La segunda de las herramientas para un cambio en el modo de hacer la gestión de la marca es la inteligencia artificial. Se trata de la capacidad de computación y de procesamiento de grandes volúmenes de datos para la toma de decisiones. Los algoritmos son programaciones de un ordenador que se ejecutan y permiten la automatización de millones de tareas rutinarias con lo que se puede personalizar y adecuar el mensaje al público en función de numerosas variables. Este grado de personalización y de individualización del mensaje permite al marketing mejorar la experiencia de usuario y la capacidad de conexión (emocional, gracias al neuromarketing) y la efectividad de la campaña. La inteligencia emocional dota de exponencialidad a la sustancia.

En tercera posición está el machine learning o la capacidad de aprendizaje independiente de la inteligencia artificial. El algoritmo está programado para ser automodificado gracias a este aprendizaje, de forma que mejora su capacidad de trabajo en función de unos objetivos marcados en la programación. El machine learning permite progresar, mejorar, ser más rápida, eficiente y precisa a la inteligencia artificial y, por tanto dota de voluntad a la exponencialidad de la sustancia. El sistema quiere aprender para mejorar, porque la mejora es su objetivo primordial.
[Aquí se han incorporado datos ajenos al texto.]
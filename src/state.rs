use std::sync::Arc;

use crate::config::AppConfig;
use crate::store::{MemoryStore, PgStore, RecordStore};
use crate::tenant::{DefaultTenant, OwnerResolver};

#[derive(Clone)]
pub struct AppState {
    pub store: Arc<dyn RecordStore>,
    pub owners: Arc<dyn OwnerResolver>,
    pub config: Arc<AppConfig>,
}

impl AppState {
    /// Connects to PostgreSQL and applies pending migrations.
    pub async fn init() -> anyhow::Result<Self> {
        let config = Arc::new(AppConfig::from_env()?);

        let pg = PgStore::connect(&config.db).await?;
        pg.migrate().await?;

        Ok(Self::from_parts(Arc::new(pg), config))
    }

    pub fn from_parts(store: Arc<dyn RecordStore>, config: Arc<AppConfig>) -> Self {
        let owners = Arc::new(DefaultTenant::new(
            store.clone(),
            config.default_user_email.clone(),
        )) as Arc<dyn OwnerResolver>;
        Self {
            store,
            owners,
            config,
        }
    }

    /// State over an empty in-memory store with [`AppConfig::test_default`].
    pub fn in_memory() -> Self {
        Self::from_parts(
            Arc::new(MemoryStore::new()),
            Arc::new(AppConfig::test_default()),
        )
    }
}
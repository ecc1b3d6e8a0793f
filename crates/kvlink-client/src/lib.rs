//! Backend access for kvlink.
//!
//! The server only talks to the store through the [`Store`] trait and opens
//! it through a [`Connector`]. Two implementations ship here: a RESP client
//! that pipelines requests over one TCP connection, and an in-process
//! [`MemoryStore`].

mod client;
mod error;
mod memory;
pub mod resp;
mod store;

pub use client::{ClientOptions, RespClient, RespConnector};
pub use error::{ClientError, Result};
pub use memory::{MemoryConnector, MemoryStore};
pub use store::{Connector, Store};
Y finalmente, tenemos la cuarta de las herramientas el growth hacking o la comparación de alternativas para mejorar el aprendizaje del algoritmo. El growth hacking es un tipo de aprendizaje que no se basa en la especulación sino en la certeza del procesamiento de datos. Mientras que cualquiera de nosotros como seres humanos debemos probar y comprobar nuestras hipótesis en un proceso lineal, analógico, el growth hacking y el machine learning trabajan en un proceso digital que, sin entrar en el procesamiento cuántico de momento, se produce en tal cantidad y velocidad que es prácticamente simultáneo. El growth hacking confiere una aceleración inimaginable a la toma de decisiones voluntaria y exponencial sobre la sustancia.
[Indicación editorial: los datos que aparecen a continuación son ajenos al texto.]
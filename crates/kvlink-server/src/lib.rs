//! HTTP command adapter for a key-value store.
//!
//! Every store operation is registered as a named command with a descriptor
//! the host uses to invoke it, and mounted as an HTTP route. Handlers share a
//! single backend connection owned by the [`ConnectionManager`]; the
//! [`Dispatcher`] turns every outcome, including handler panics, into an
//! [`Envelope`](kvlink_core::Envelope).
//!
//! Run:
//!   kvlink --redis-host localhost --redis-port 6379
//!
//! Then:
//!   curl localhost:33334/module
//!   curl -X POST localhost:33334/set -d '{"key":"x","value":{"a":1}}'
//!   curl localhost:33334/get/x

pub mod commands;
pub mod config;
pub mod connection;
pub mod dispatch;
pub mod http;
pub mod registry;

pub use config::{Args, Config, ConfigError};
pub use connection::{ConnectionInfo, ConnectionManager, ConnectionState};
pub use dispatch::Dispatcher;
pub use registry::{Command, Handler, Invocation, Registry};

use anyhow::Context;
use axum::Router;
use kvlink_client::{Connector, MemoryConnector, MemoryStore, RespConnector};
use kvlink_core::ModuleDescriptor;
use std::sync::Arc;

/// The command table wired to one connection.
pub struct Service {
    dispatcher: Dispatcher,
    module: ModuleDescriptor,
}

impl Service {
    pub fn new(connector: Arc<dyn Connector>, mut module: ModuleDescriptor) -> Self {
        let registry = Arc::new(commands::table());
        registry.publish(&mut module);
        let connection = Arc::new(ConnectionManager::new(connector));
        Self {
            dispatcher: Dispatcher::new(connection, registry),
            module,
        }
    }

    pub fn dispatcher(&self) -> &Dispatcher {
        &self.dispatcher
    }

    pub fn connection(&self) -> &Arc<ConnectionManager> {
        self.dispatcher.connection()
    }

    /// The descriptor published to the host.
    pub fn module(&self) -> &ModuleDescriptor {
        &self.module
    }

    pub fn router(&self) -> Router {
        http::router(self.dispatcher.clone(), self.module.clone())
    }
}

pub async fn run(config: Config) -> anyhow::Result<()> {
    let connector: Arc<dyn Connector> = if config.backend.memory {
        tracing::info!("Using in-process store");
        Arc::new(MemoryConnector::new(Arc::new(MemoryStore::new())))
    } else {
        Arc::new(RespConnector::new(config.client_options()))
    };
    let service = Service::new(
        connector,
        ModuleDescriptor::new(&config.module.name, &config.module.title),
    );

    if config.backend.connect {
        let (host, port) = (&config.backend.host, config.backend.port);
        service
            .connection()
            .connect(host, port)
            .await
            .with_context(|| format!("failed to connect to store at {host}:{port}"))?;
    }

    let addr = config.listen_addr();
    let listener = tokio::net::TcpListener::bind(&addr)
        .await
        .with_context(|| format!("failed to bind {addr}"))?;
    tracing::info!(
        "Serving {} commands for module '{}' on http://{}",
        service.module().commands.len(),
        service.module().name,
        addr
    );

    axum::serve(listener, service.router())
        .with_graceful_shutdown(http::shutdown_signal())
        .await?;

    service.connection().disconnect().await;
    Ok(())
}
Si traducimos todo esto a los parámetros del marketing 2.0 y a sus cuatro C’s (contexto, contenido, conversación y comunidad) encontramos que estas cuatro herramientas dan como resultado un engagement (conexión emocional capaz de modificar el comportamiento) sin precedentes. Estas cuatro herramientas son capaces de crear el contenido adecuado, en el contexto adecuado, para crear una conversación relevante no solo en una comunidad, sino, para cada individuo de esa comunidad). La capacidad de persuasión es, simplemente, deslumbrante. En las manos y con los objetivos inadecuados, crea una capacidad de manipulación terrorífica.

Al igual que un cuchillo puede ser usado para crear el bocado más fino y suculento en manos de un maestro cortador de jamón, también puede ser usado por un asesino para matar a alguien. Por tanto, no podemos culpar a las herramientas de los efectos que causan, cuando la culpa la tiene la mano que las maneja. Pero ¿de quién es esa mano y qué diferencias hay en su forma de actuar?

El modelo de gestión del branding basado en el control tecnológico

En estos momentos una parte de esas herramientas están en manos de una serie de marcas que venden un producto a millones de otras marcas en el mundo. Esas marcas son las que canalizan la atención de los usuarios a través de sus plataformas de relación y contenidos. Son los buscadores, las redes sociales y los grandes agregadores de contenidos. ¿Les ponemos nombre o no hace falta?

Esto ha ocurrido siempre. Las grandes corporaciones de medios de comunicación aglutinaban la tecnología, el escaparate y el contenido para soportar el modelo de negocio basado en la publicidad. Las grandes marcas eran rehenes y cómplices de un sistema perverso que se sustentaba en un poder político muy interesado en perpetuar el modelo. Y con la llegada de Internet pareció que el sistema colapsaba y se democratizaba. Pero solo en teoría.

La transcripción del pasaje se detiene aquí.